Several years ago I was down on my luck. I had just seen the departure of a roommate who was like my sister. I was also having a conflict of faith because I had a falling out with a friend who would not stop using drugs. A month later, he would die as a result of the disease of addiction. It was a huge storm and I was set to travel to do a gig in Queens. A tornado hit, and the J line was delayed. I somehow got there, and was the only comedian to show up. The place was called Nier's Tavern. I ended up not only performing, but getting all the money in the bucket. After I was done the host explained, "This place is legendary. It's where Mae West used to perform."

My mouth dropped open. What are the odds I would be in the spot where my hero used to do her thing? I remember getting a ride home from the son of a murdered Mexican Rodeo Star, don't ask. As I stepped over the power lines that were down and the trees that were struck, I felt alright. Yes I felt down and out. But I had just performed where my hero had more than eighty years earlier. This was not a mere coincidence. One month later my puppet children and I would appear on national television. My life would never be the same again.

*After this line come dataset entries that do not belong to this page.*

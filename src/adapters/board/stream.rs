//! SSE stream ingestion from the board's live event feed (spec §4.6).
//!
//! Reconnects with exponential backoff (1s, doubling, capped at 60s, reset
//! to 1s after any successfully parsed frame) and forwards decoded frames
//! on an mpsc channel for the orchestrator's inbound-sync phase to drain.

use std::time::Duration;

use futures::StreamExt;
use reqwest::Client as HttpClient;
use serde::{Deserialize, Serialize};
use serde_json::Value;
use tokio::sync::mpsc;
use tokio_util::sync::CancellationToken;

const INITIAL_BACKOFF: Duration = Duration::from_secs(1);
const MAX_BACKOFF: Duration = Duration::from_secs(60);

#[derive(Debug, Clone, Serialize, Deserialize)]
pub struct BoardStreamFrame {
    pub event: String,
    pub data: Value,
}

pub struct StreamIngestor {
    http: HttpClient,
    stop: CancellationToken,
}

impl StreamIngestor {
    #[must_use]
    pub fn new() -> Self {
        Self { http: HttpClient::new(), stop: CancellationToken::new() }
    }

    /// Signals the running stream loop to stop after its current attempt.
    pub fn stop(&self) {
        self.stop.cancel();
    }

    /// Runs the reconnect loop until `stop()` is called, pushing each
    /// decoded frame onto `tx`. Returns when cancelled; never returns an
    /// error to the caller (connection failures are retried internally).
    pub async fn run(&self, board_id: &str, sse_url: &str, tx: mpsc::Sender<BoardStreamFrame>) {
        let mut backoff = INITIAL_BACKOFF;

        loop {
            if self.stop.is_cancelled() {
                return;
            }

            tracing::info!(board_id, sse_url, "connecting to board event stream");

            match self.consume_once(sse_url, &tx).await {
                Ok(()) => {
                    backoff = INITIAL_BACKOFF;
                }
                Err(e) => {
                    tracing::warn!(board_id, error = %e, backoff_secs = backoff.as_secs(), "board stream disconnected");
                }
            }

            if self.stop.is_cancelled() {
                return;
            }

            tokio::select! {
                () = tokio::time::sleep(backoff) => {}
                () = self.stop.cancelled() => return,
            }
            backoff = (backoff * 2).min(MAX_BACKOFF);
        }
    }

    async fn consume_once(&self, sse_url: &str, tx: &mpsc::Sender<BoardStreamFrame>) -> Result<(), String> {
        let resp = self
            .http
            .get(sse_url)
            .header("accept", "text/event-stream")
            .send()
            .await
            .map_err(|e| e.to_string())?;

        if !resp.status().is_success() {
            return Err(format!("stream endpoint returned {}", resp.status()));
        }

        let mut byte_stream = resp.bytes_stream();
        let mut buffer = String::new();

        while let Some(chunk) = byte_stream.next().await {
            if self.stop.is_cancelled() {
                return Ok(());
            }
            let chunk = chunk.map_err(|e| e.to_string())?;
            buffer.push_str(&String::from_utf8_lossy(&chunk));

            while let Some(pos) = buffer.find("\n\n") {
                let frame_text = buffer[..pos].to_string();
                buffer.drain(..pos + 2);
                if let Some(frame) = parse_sse_frame(&frame_text) {
                    if tx.send(frame).await.is_err() {
                        return Ok(());
                    }
                }
            }
        }

        Err("stream ended".to_string())
    }
}

impl Default for StreamIngestor {
    fn default() -> Self {
        Self::new()
    }
}

/// Parses one `event:`/`data:` SSE frame, falling back to `{"raw": ...}`
/// when the data line isn't valid JSON (mirrors the board's tolerant
/// producer behavior).
fn parse_sse_frame(text: &str) -> Option<BoardStreamFrame> {
    let mut event = "message".to_string();
    let mut data_lines = Vec::new();

    for line in text.lines() {
        if let Some(rest) = line.strip_prefix("event:") {
            event = rest.trim().to_string();
        } else if let Some(rest) = line.strip_prefix("data:") {
            data_lines.push(rest.trim().to_string());
        }
    }

    if data_lines.is_empty() {
        return None;
    }

    let raw = data_lines.join("\n");
    let data = serde_json::from_str::<Value>(&raw).unwrap_or_else(|_| serde_json::json!({ "raw": raw }));

    Some(BoardStreamFrame { event, data })
}

#[cfg(test)]
mod tests {
    use super::*;

    #[test]
    fn parses_json_data_frame() {
        let frame = parse_sse_frame("event: task_updated\ndata: {\"id\":\"t1\"}").unwrap();
        assert_eq!(frame.event, "task_updated");
        assert_eq!(frame.data["id"], "t1");
    }

    #[test]
    fn falls_back_to_raw_on_non_json_data() {
        let frame = parse_sse_frame("event: note\ndata: not json at all").unwrap();
        assert_eq!(frame.data["raw"], "not json at all");
    }

    #[test]
    fn defaults_event_name_to_message() {
        let frame = parse_sse_frame("data: {}").unwrap();
        assert_eq!(frame.event, "message");
    }

    #[test]
    fn returns_none_without_data_line() {
        assert!(parse_sse_frame("event: ping").is_none());
    }

    #[tokio::test]
    async fn reconnects_after_the_server_drops_the_connection() {
        use wiremock::matchers::{method, path};
        use wiremock::{Mock, MockServer, ResponseTemplate};

        let server = MockServer::start().await;
        let body = "event: task_updated\ndata: {\"id\":\"t1\"}\n\nevent: task_updated\ndata: {\"id\":\"t2\"}\n\n";
        Mock::given(method("GET"))
            .and(path("/stream"))
            .respond_with(ResponseTemplate::new(200).set_body_string(body))
            .mount(&server)
            .await;

        let ingestor = std::sync::Arc::new(StreamIngestor::new());
        let (tx, mut rx) = mpsc::channel(8);
        let sse_url = format!("{}/stream", server.uri());
        let handle = ingestor.clone();
        let task = tokio::spawn(async move { handle.run("board-1", &sse_url, tx).await });

        let first = rx.recv().await.expect("first frame delivered");
        let second = rx.recv().await.expect("second frame delivered");
        assert_eq!(first.data["id"], "t1");
        assert_eq!(second.data["id"], "t2");

        // The fixed-length body ends after two frames, so the consumer sees
        // the connection drop and re-enters the backoff/reconnect loop;
        // `stop()` should make it exit before the next attempt completes.
        ingestor.stop();
        tokio::time::timeout(Duration::from_secs(5), task).await.expect("run() exits after stop()").unwrap();
    }

    #[tokio::test]
    async fn recovers_after_a_failed_connection_attempt() {
        use wiremock::matchers::{method, path};
        use wiremock::{Mock, MockServer, ResponseTemplate};

        let server = MockServer::start().await;
        Mock::given(method("GET"))
            .and(path("/stream"))
            .respond_with(ResponseTemplate::new(500))
            .up_to_n_times(1)
            .mount(&server)
            .await;
        Mock::given(method("GET"))
            .and(path("/stream"))
            .respond_with(ResponseTemplate::new(200).set_body_string("event: ping\ndata: {}\n\n"))
            .mount(&server)
            .await;

        let ingestor = std::sync::Arc::new(StreamIngestor::new());
        let (tx, mut rx) = mpsc::channel(8);
        let sse_url = format!("{}/stream", server.uri());
        let handle = ingestor.clone();
        let task = tokio::spawn(async move { handle.run("board-1", &sse_url, tx).await });

        let frame = tokio::time::timeout(Duration::from_secs(5), rx.recv())
            .await
            .expect("frame eventually delivered after reconnect")
            .expect("channel open");
        assert_eq!(frame.event, "ping");

        ingestor.stop();
        tokio::time::timeout(Duration::from_secs(5), task).await.expect("run() exits after stop()").unwrap();
    }
}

I am different am like my old movie star angel in many ways. For one, we both did burlesque and vaudeville. While hers was more the real thing, I have done the neo version. We both have to create our own work in order to stand out, and have received a plethora of positive and negative attention for it. Not to mention it took her a while to see success, and it has taken me longer than the cookie cutter folks. But when we get it, we get it in bigger and better doses. We are both our own people, and no one censors us. We both aren't afraid to stand up to sexist men or jealous women. She doesn't come with puppets and I do. That's fine. I think we can both live with that.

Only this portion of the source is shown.